Greenwich School of Management went bust yesterday. Ordinarily this probably wouldn't have caught my attention greatly. If people have heard of privately-owned GSM, it's probably due to its featuring in a Panorama investigation a couple of years ago into purchased admissions, dodgy degrees and bent assignment-brokers - which most of the papers writing about GSM today are too polite to mention.
There's something else nobody is mentioning, though a couple of oblique euphemisms can be found if you look. A while ago I did a bit of lecturing there on a pro bono basis and one couldn't help but notice that every single student encountered was not just BAME, but black. Given the incessant messaging we're all bombarded with that 'diversity' is the most important possible criterion for, well, pretty much anything these days, you'd imagine that the students themselves might have noticed this, and figured something was going wrong. Probably they did (and the dropout rate was more than 50%); but maybe they hadn't reckoned it would end this way.

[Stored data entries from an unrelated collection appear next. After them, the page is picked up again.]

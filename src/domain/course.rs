use std::{fmt, ops::Deref, str::FromStr};

use non_empty_string::NonEmptyString;

/// A course number, such as `CSCI200`.
///
/// Identifiers are compared and ordered as plain byte strings. The only
/// validation applied is that an identifier is not empty.
#[derive(Debug, Clone, PartialEq, Eq, PartialOrd, Ord)]
pub struct CourseId(NonEmptyString);

impl CourseId {
    /// Creates a new `CourseId` from a string.
    ///
    /// # Errors
    ///
    /// Returns `EmptyCourseIdError` if the string is empty.
    pub fn new(s: String) -> Result<Self, EmptyCourseIdError> {
        NonEmptyString::new(s)
            .map(Self)
            .map_err(|_| EmptyCourseIdError)
    }

    /// Returns the string slice.
    #[must_use]
    pub fn as_str(&self) -> &str {
        self.0.as_str()
    }
}

impl TryFrom<String> for CourseId {
    type Error = EmptyCourseIdError;

    fn try_from(value: String) -> Result<Self, Self::Error> {
        Self::new(value)
    }
}

impl TryFrom<&str> for CourseId {
    type Error = EmptyCourseIdError;

    fn try_from(value: &str) -> Result<Self, Self::Error> {
        Self::new(value.to_string())
    }
}

impl FromStr for CourseId {
    type Err = EmptyCourseIdError;

    fn from_str(s: &str) -> Result<Self, Self::Err> {
        Self::new(s.to_string())
    }
}

impl AsRef<str> for CourseId {
    fn as_ref(&self) -> &str {
        self.as_str()
    }
}

impl Deref for CourseId {
    type Target = str;

    fn deref(&self) -> &Self::Target {
        self.as_str()
    }
}

impl PartialEq<str> for CourseId {
    fn eq(&self, other: &str) -> bool {
        self.as_str() == other
    }
}

impl PartialEq<&str> for CourseId {
    fn eq(&self, other: &&str) -> bool {
        self.as_str() == *other
    }
}

impl fmt::Display for CourseId {
    fn fmt(&self, f: &mut fmt::Formatter) -> fmt::Result {
        f.write_str(self.as_str())
    }
}

/// Error returned when a course identifier is empty.
#[derive(Debug, thiserror::Error, PartialEq, Eq)]
#[error("course identifier must not be empty")]
pub struct EmptyCourseIdError;

/// A single course in the catalog.
///
/// Courses are immutable once constructed. Prerequisites are kept in the
/// order they were listed in the catalog file.
#[derive(Debug, Clone, PartialEq, Eq)]
pub struct Course {
    id: CourseId,
    title: String,
    prerequisites: Vec<CourseId>,
}

impl Course {
    /// Creates a course.
    #[must_use]
    pub fn new(id: CourseId, title: impl Into<String>, prerequisites: Vec<CourseId>) -> Self {
        Self {
            id,
            title: title.into(),
            prerequisites,
        }
    }

    /// The course number.
    #[must_use]
    pub const fn id(&self) -> &CourseId {
        &self.id
    }

    /// The display name of the course.
    #[must_use]
    pub fn title(&self) -> &str {
        &self.title
    }

    /// The course numbers that must be completed before this course.
    #[must_use]
    pub fn prerequisites(&self) -> &[CourseId] {
        &self.prerequisites
    }

    /// Prerequisites joined with `", "`, or `None` if there are none.
    #[must_use]
    pub fn prerequisite_summary(&self) -> String {
        if self.prerequisites.is_empty() {
            return "None".to_string();
        }
        self.prerequisites
            .iter()
            .map(CourseId::as_str)
            .collect::<Vec<_>>()
            .join(", ")
    }
}
//! The interactive advising menu.

use std::{
    io::{self, BufRead, Write},
    path::{Path, PathBuf},
};

use advisor::{Catalog, Config, detail_view, load_catalog, sorted_listing};
use tracing::{info, instrument, warn};

#[derive(Debug, Default, clap::Parser)]
pub struct Command {
    /// A catalog file to load before the menu is shown
    #[arg(long, short)]
    file: Option<PathBuf>,
}

impl Command {
    #[instrument(skip(config))]
    pub fn run(self, config: Config) -> anyhow::Result<()> {
        let stdin = io::stdin();
        let stdout = io::stdout();
        let mut session = Session::new(stdin.lock(), stdout.lock(), config);

        if let Some(path) = &self.file {
            session.load(path)?;
        }

        session.run()?;
        info!(courses = session.catalog().len(), "session ended");
        Ok(())
    }
}

const MENU: &str = "\
1. Load file data into data structure
2. Print alphanumerically ordered list of all courses
3. Print course title and prerequisites
9. Exit";

/// One interactive session.
///
/// The session owns the currently loaded catalog. A successful load replaces
/// it wholesale; a failed load leaves it untouched.
pub struct Session<R, W> {
    input: R,
    output: W,
    config: Config,
    catalog: Catalog,
}

impl<R: BufRead, W: Write> Session<R, W> {
    pub fn new(input: R, output: W, config: Config) -> Self {
        let catalog = Catalog::new(config.bucket_count());
        Self {
            input,
            output,
            config,
            catalog,
        }
    }

    /// The currently loaded catalog.
    pub const fn catalog(&self) -> &Catalog {
        &self.catalog
    }

    /// Shows the menu until the user exits or input ends.
    pub fn run(&mut self) -> io::Result<()> {
        loop {
            writeln!(self.output, "{MENU}")?;
            let Some(choice) = self.prompt("Enter your choice: ")? else {
                break;
            };

            match choice.as_str() {
                "1" => {
                    let Some(path) = self.prompt("Enter the file name: ")? else {
                        break;
                    };
                    self.load(Path::new(&path))?;
                }
                "2" => self.print_courses()?,
                "3" => {
                    let Some(number) = self.prompt("Enter course number: ")? else {
                        break;
                    };
                    self.print_course(&number)?;
                }
                "9" => break,
                _ => writeln!(self.output, "Invalid choice. Please try again.")?,
            }
        }

        writeln!(self.output, "Exiting program.")
    }

    /// Prompts for one line of input. Returns `None` at end of input.
    fn prompt(&mut self, message: &str) -> io::Result<Option<String>> {
        write!(self.output, "{message}")?;
        self.output.flush()?;

        let mut line = String::new();
        if self.input.read_line(&mut line)? == 0 {
            writeln!(self.output)?;
            return Ok(None);
        }
        Ok(Some(line.trim().to_string()))
    }

    /// Loads a catalog file, replacing the current catalog on success.
    ///
    /// Returns whether the catalog was replaced. Load failures are reported
    /// to the user rather than returned.
    pub fn load(&mut self, path: &Path) -> io::Result<bool> {
        match load_catalog(path, self.config.bucket_count()) {
            Ok(catalog) => {
                info!(courses = catalog.len(), "catalog replaced");
                self.catalog = catalog;
                writeln!(self.output, "Courses loaded successfully.")?;
                Ok(true)
            }
            Err(error) => {
                warn!(%error, "catalog not loaded");
                writeln!(self.output, "Error: {error}")?;
                if !self.catalog.is_empty() {
                    writeln!(
                        self.output,
                        "The previously loaded courses are still available."
                    )?;
                }
                Ok(false)
            }
        }
    }

    fn print_courses(&mut self) -> io::Result<()> {
        if self.catalog.is_empty() {
            return writeln!(self.output, "No courses loaded. Choose option 1 first.");
        }
        for entry in sorted_listing(&self.catalog) {
            writeln!(self.output, "{entry}")?;
        }
        Ok(())
    }

    fn print_course(&mut self, input: &str) -> io::Result<()> {
        let number = super::course_number(&self.catalog, input);
        writeln!(self.output, "{}", detail_view(&self.catalog, &number))
    }
}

You can only feel sorry for the many enthusiastic and eager learners. The false promises fed to students, all dating back to bloody John Major and his vision of 50% of school leavers going on to "university" (by hook or, as in some cases, by crook) routinely lead to massive disappointment, not to mention gratuitous debt. Whether it's the fault of schools, or just human nature, the facts are that a good deal fewer than 50% of school leavers are truly ready for, or are going to benefit from, a university education.
Yet tens of thousands of kids in the other category are frogmarched into former polys (and debt) to keep the numbers up, with predictable results.
There's another post to be written about private universities, and markets in education generally. For now, the point is that those preying on young people unsuited to tertiary study include the politicians with 'visions' and dumb numerical targets as well as the bent bastards offering to get students' assignments done for £500 a pop.
ND
7 comments:
Whether Greenwich School of managment or elsewhere the squeeze of 50% into "university" is criminal waste of time, money and for those attending, youth and potential. Even the "respectable" universities are not much further up the continuum, no matter how much guff they spout.
Perhaps the wider issue is that much modern education is nothing of the sort, like the culture itself, it is aiming to become nihlistically valueless with the only with the ironic aim of trying to be "valuable". IF I had kids going through the system now I'd have to home educate given the doctrinaire propagandised crap I see friends younger ones being taught, (BTW that includes much vaunted STEM subjects too).
Excellent news!
The Imperial College of Law and Management (Upper Chambers, 14-16 Catford Broadway, entrance by Morley's Fried Chicken) will be happy to take on these students for a much reduced Intra-Semester Transfer Fee.
Our feeder colleges in Lagos and Port Harcourt have filled the Michaelmas Term intake, but we have the option of additional tutorial facilities at our Peckham Annex following the Administration of the retail chain store holding the head lease.
We can accept fees in our Dollar, Euro, Rouble and Naira denominated accounts in addition to Sterling.
Semper magno sacculus
Great post and comments.
Soft degrees are free in effect anyway, at the cost of proper STEM students who will get whacked at an effective 50% tax before they can afford a mortgage.
Seriously.
Better off being a chav.
Better off being a sparky or plumber.
Actually Nick I can see another opportunity here .. these premises are ideally suited for the new Royal Greenwich Nautical College (yes I've checked - the name would actually be quite legal), training aspiring merchant naval candidates from across the globe to the highest standards of MCA certification. Of course the fees would be steep, but for young chaps from Singapore or Nigeria also wanting to experience the fleshpots of London, it would be an attractive prospect ...
You are indeed feeling bouyant these days, Mr R
I once watched a documentary on German apprenticeships. The young man being interviewed explained that he spent the first 6 months of his metal-working apprenticeship "filing".
Because 20 or 30(or whatever) different types of files combined with 50 or 60 (or whatever) different metal alloys, shapes and thicknesses resulted in a lot of combinations.
No, no, nomuch better to go to the University of Bullshittery and earn a degree in same with a 'fuck all' designation, cum laude.